## Task item
Beginning with the opening line, set down each line of the material below exactly, stopping once the line with "pub(crate) const SAVE_QUIZ_PROGRESS: &str" is done.

## Data to examine
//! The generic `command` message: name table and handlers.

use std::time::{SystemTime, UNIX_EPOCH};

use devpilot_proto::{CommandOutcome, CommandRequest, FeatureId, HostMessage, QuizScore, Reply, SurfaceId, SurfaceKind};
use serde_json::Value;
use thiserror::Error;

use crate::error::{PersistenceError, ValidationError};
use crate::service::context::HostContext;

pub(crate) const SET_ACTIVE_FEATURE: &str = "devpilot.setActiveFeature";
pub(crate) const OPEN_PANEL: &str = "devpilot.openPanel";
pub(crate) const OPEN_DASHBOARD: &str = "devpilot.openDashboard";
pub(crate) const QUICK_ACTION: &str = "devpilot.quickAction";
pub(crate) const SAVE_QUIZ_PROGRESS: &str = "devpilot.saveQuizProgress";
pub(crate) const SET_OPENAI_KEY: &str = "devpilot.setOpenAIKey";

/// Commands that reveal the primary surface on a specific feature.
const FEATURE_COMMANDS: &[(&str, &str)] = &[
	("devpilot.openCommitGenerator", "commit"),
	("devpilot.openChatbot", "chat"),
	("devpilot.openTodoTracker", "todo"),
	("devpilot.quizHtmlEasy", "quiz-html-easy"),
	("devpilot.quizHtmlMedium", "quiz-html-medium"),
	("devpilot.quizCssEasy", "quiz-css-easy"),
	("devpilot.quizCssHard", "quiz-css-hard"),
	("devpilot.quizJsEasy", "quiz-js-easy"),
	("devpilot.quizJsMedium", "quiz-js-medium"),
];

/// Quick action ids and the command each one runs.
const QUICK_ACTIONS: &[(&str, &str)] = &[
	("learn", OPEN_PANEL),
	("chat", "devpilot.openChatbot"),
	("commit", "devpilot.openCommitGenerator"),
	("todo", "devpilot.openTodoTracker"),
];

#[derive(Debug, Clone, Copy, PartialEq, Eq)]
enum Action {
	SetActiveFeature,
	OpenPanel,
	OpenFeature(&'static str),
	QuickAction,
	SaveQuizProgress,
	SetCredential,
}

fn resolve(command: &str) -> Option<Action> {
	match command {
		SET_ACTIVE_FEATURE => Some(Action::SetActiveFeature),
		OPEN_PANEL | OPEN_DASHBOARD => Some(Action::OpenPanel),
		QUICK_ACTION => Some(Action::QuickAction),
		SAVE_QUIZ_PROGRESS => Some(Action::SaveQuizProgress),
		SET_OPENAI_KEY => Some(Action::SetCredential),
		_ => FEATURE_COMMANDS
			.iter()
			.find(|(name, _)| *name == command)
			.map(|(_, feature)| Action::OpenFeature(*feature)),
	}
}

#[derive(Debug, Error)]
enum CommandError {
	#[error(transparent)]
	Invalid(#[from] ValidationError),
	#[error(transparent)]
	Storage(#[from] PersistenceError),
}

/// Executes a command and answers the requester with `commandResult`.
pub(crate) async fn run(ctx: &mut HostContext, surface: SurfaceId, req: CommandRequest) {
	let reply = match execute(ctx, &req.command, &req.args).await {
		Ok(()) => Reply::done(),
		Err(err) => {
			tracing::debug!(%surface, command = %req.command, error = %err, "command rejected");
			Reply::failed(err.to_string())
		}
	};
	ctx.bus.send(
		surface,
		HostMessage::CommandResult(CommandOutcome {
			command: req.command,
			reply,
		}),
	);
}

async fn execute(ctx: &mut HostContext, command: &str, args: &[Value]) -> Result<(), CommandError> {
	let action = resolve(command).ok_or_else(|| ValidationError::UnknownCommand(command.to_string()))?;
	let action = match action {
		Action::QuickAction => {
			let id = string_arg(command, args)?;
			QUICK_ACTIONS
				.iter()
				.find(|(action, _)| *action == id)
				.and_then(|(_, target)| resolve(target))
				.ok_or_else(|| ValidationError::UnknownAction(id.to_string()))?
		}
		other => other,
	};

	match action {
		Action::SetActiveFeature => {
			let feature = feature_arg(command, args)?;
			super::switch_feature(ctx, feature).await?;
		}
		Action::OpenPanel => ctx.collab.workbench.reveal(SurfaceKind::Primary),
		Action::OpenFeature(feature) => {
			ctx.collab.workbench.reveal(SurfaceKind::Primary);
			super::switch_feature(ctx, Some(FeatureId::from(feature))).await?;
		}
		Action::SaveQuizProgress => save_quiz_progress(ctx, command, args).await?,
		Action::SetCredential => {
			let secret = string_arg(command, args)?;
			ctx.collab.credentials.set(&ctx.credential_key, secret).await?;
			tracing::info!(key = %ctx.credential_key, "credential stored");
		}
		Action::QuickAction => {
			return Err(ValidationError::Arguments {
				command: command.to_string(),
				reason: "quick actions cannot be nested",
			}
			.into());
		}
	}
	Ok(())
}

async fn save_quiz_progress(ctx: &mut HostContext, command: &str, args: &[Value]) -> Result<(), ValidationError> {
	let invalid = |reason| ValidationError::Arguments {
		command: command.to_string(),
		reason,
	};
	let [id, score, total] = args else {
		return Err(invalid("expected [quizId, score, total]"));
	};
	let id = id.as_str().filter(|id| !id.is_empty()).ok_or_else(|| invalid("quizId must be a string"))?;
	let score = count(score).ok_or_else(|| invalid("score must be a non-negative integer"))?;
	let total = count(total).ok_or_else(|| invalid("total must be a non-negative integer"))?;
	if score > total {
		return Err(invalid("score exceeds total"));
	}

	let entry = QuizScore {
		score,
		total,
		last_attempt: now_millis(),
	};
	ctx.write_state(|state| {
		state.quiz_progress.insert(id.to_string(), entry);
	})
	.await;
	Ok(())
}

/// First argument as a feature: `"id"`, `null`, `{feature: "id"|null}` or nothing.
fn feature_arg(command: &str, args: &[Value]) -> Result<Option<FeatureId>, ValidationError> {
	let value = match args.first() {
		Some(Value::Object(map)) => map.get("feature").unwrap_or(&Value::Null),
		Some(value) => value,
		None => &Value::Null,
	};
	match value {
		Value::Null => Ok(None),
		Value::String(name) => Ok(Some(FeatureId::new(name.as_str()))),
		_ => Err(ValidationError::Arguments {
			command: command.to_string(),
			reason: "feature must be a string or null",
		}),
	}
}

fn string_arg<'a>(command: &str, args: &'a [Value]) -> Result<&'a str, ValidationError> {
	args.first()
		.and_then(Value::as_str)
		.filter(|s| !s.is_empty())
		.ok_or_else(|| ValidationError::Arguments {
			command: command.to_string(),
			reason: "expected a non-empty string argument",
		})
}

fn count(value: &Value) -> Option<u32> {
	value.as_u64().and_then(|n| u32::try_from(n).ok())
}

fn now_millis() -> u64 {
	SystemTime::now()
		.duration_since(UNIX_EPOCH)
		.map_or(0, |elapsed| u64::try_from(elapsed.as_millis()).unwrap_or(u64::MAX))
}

## Solution
//! The generic `command` message: name table and handlers.

use std::time::{SystemTime, UNIX_EPOCH};

use devpilot_proto::{CommandOutcome, CommandRequest, FeatureId, HostMessage, QuizScore, Reply, SurfaceId, SurfaceKind};
use serde_json::Value;
use thiserror::Error;

use crate::error::{PersistenceError, ValidationError};
use crate::service::context::HostContext;

pub(crate) const SET_ACTIVE_FEATURE: &str = "devpilot.setActiveFeature";
pub(crate) const OPEN_PANEL: &str = "devpilot.openPanel";
pub(crate) const OPEN_DASHBOARD: &str = "devpilot.openDashboard";
pub(crate) const QUICK_ACTION: &str = "devpilot.quickAction";
pub(crate) const SAVE_QUIZ_PROGRESS: &str = "devpilot.saveQuizProgress";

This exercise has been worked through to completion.